»»

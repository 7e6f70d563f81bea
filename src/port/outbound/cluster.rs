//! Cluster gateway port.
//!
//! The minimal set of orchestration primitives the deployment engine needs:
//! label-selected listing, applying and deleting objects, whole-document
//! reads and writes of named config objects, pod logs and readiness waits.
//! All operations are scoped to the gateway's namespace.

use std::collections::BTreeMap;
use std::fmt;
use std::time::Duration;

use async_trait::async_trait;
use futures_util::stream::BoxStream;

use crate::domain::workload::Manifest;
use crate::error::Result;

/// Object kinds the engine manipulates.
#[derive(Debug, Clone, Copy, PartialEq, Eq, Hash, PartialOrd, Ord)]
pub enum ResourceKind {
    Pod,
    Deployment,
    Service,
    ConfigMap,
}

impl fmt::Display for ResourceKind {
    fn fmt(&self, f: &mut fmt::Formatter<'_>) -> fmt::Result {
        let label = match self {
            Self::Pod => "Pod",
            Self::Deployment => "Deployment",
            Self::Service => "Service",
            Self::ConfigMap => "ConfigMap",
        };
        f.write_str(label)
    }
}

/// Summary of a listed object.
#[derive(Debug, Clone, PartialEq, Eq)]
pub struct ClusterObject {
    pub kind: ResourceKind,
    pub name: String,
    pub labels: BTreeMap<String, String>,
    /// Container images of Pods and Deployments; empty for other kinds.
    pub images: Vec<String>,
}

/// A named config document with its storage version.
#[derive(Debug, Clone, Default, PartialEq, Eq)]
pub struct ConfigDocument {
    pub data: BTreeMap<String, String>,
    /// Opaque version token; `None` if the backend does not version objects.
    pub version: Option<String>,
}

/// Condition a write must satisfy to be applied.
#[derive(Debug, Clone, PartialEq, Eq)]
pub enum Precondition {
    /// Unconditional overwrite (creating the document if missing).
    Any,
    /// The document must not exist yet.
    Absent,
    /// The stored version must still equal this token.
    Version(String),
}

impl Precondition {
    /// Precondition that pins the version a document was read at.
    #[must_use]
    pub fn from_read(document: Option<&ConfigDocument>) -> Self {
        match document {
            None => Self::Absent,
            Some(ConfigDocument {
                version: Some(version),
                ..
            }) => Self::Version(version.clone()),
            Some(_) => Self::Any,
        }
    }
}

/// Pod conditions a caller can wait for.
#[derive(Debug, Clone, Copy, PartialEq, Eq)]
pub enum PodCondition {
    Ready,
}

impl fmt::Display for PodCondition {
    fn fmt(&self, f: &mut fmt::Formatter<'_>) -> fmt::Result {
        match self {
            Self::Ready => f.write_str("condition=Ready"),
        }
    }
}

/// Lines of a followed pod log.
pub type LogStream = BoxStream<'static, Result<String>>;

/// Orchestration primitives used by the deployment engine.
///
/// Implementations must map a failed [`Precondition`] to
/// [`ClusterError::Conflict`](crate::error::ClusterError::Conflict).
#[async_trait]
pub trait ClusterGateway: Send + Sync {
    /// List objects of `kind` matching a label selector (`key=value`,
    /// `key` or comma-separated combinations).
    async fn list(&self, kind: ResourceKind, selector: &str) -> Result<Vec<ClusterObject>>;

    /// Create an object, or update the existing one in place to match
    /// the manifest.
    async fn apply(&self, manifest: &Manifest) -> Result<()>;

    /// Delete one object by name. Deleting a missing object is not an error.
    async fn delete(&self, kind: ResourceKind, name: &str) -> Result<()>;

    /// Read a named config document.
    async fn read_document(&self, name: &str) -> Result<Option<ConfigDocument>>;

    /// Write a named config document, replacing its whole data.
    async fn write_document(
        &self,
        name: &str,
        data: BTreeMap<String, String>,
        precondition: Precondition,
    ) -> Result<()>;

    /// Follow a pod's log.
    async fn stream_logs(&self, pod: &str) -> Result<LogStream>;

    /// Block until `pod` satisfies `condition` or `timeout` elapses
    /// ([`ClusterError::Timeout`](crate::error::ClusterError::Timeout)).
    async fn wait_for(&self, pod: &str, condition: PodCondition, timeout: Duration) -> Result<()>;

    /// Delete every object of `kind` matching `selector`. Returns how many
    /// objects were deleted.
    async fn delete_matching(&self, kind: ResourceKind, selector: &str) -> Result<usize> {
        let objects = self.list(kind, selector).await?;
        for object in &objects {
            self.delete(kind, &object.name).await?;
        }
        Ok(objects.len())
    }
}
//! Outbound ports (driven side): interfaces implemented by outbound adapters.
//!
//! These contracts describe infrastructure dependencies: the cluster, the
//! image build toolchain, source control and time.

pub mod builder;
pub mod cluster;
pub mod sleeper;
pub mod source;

««
»»

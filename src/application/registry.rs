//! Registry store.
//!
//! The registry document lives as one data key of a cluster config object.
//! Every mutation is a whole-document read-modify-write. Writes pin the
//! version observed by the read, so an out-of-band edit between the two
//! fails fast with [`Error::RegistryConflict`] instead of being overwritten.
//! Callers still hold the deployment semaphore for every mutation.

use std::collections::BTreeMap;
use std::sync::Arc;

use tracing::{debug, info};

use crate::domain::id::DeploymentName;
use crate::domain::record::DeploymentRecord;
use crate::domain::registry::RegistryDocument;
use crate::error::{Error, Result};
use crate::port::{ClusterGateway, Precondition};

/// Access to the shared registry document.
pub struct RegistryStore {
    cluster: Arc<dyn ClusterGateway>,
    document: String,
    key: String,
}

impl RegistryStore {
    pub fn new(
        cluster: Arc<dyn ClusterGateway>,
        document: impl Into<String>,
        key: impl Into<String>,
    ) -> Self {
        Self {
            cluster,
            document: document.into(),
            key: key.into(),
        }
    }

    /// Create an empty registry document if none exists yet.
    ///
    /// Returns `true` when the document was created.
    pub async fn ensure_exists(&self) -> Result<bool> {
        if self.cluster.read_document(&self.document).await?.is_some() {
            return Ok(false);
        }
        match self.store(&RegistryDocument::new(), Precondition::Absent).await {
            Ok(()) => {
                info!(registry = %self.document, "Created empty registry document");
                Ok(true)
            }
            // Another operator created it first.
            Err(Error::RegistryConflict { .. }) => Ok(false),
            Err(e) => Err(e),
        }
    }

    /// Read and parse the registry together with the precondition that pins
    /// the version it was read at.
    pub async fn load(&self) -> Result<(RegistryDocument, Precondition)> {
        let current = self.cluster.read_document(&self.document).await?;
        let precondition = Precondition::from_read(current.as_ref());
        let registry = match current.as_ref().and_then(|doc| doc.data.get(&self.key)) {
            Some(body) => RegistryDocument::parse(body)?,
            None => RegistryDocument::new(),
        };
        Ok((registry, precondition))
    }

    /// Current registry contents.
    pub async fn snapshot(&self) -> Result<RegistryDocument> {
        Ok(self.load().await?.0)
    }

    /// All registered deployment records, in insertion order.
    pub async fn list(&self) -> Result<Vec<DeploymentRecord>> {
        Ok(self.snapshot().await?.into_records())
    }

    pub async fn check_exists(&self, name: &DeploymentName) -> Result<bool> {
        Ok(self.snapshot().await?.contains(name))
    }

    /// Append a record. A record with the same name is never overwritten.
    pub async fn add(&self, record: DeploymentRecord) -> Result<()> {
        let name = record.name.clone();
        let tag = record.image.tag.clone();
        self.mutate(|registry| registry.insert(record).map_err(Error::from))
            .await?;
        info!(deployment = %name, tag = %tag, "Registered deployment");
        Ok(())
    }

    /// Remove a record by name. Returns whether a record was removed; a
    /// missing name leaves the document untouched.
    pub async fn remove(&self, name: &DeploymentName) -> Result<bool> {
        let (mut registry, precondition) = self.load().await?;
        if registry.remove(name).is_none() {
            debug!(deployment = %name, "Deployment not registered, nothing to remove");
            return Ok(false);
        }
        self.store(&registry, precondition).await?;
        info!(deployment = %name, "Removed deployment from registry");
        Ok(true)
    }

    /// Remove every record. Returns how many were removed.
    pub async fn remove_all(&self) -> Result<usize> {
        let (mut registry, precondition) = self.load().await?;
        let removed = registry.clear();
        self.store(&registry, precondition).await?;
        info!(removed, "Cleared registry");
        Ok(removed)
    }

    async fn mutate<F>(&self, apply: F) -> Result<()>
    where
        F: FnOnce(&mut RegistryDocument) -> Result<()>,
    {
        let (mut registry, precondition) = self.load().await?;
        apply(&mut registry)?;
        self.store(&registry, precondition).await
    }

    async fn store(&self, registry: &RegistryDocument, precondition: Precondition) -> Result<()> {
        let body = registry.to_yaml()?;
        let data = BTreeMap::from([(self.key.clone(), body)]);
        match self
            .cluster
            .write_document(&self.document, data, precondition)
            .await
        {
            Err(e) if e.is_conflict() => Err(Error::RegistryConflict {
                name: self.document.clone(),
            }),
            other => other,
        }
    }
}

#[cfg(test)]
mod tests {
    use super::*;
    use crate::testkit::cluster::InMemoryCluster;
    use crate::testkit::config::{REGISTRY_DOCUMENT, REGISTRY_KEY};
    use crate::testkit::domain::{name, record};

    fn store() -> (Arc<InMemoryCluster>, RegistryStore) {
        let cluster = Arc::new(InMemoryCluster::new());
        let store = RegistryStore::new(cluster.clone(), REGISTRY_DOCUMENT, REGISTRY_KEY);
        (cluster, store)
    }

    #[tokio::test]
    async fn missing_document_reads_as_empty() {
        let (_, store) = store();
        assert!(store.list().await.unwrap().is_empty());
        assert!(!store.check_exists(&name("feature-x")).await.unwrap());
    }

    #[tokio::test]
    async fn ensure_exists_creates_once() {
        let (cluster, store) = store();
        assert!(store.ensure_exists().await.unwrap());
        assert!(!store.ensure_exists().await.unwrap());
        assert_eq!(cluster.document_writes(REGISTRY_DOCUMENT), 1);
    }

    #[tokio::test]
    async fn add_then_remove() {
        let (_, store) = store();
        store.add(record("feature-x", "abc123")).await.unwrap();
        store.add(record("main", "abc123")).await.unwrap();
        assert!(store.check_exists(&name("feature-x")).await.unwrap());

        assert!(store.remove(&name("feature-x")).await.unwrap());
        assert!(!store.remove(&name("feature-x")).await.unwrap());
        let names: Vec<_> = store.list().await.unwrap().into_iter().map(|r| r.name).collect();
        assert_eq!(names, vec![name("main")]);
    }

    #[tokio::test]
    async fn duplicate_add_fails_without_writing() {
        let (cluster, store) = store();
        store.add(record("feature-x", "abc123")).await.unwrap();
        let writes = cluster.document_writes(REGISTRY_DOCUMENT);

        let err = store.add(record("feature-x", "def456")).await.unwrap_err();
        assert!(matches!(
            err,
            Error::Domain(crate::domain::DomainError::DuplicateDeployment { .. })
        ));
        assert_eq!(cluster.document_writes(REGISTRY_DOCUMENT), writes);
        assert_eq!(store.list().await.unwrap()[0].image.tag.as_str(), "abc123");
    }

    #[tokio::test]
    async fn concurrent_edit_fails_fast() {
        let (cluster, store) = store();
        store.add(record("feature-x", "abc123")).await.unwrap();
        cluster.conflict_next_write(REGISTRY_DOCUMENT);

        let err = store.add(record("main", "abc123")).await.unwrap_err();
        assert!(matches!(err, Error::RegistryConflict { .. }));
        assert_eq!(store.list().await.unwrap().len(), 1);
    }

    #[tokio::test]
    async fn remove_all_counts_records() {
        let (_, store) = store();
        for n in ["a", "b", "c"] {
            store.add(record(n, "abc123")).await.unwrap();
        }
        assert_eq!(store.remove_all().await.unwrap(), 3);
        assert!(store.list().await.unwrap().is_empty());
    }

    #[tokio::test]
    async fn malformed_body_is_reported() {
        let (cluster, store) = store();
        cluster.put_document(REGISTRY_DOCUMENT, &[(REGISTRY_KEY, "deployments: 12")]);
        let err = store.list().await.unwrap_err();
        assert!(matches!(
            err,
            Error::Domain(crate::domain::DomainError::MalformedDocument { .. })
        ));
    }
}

««

Taking the entries above, write out exactly each line from the one holding "use super::*;" to the one holding "assert!(!store.ensure_exists().await.unwrap());", both included, and stop there.

    use super::*;
    use crate::testkit::cluster::InMemoryCluster;
    use crate::testkit::config::{REGISTRY_DOCUMENT, REGISTRY_KEY};
    use crate::testkit::domain::{name, record};

    fn store() -> (Arc<InMemoryCluster>, RegistryStore) {
        let cluster = Arc::new(InMemoryCluster::new());
        let store = RegistryStore::new(cluster.clone(), REGISTRY_DOCUMENT, REGISTRY_KEY);
        (cluster, store)
    }

    #[tokio::test]
    async fn missing_document_reads_as_empty() {
        let (_, store) = store();
        assert!(store.list().await.unwrap().is_empty());
        assert!(!store.check_exists(&name("feature-x")).await.unwrap());
    }

    #[tokio::test]
    async fn ensure_exists_creates_once() {
        let (cluster, store) = store();
        assert!(store.ensure_exists().await.unwrap());
        assert!(!store.ensure_exists().await.unwrap());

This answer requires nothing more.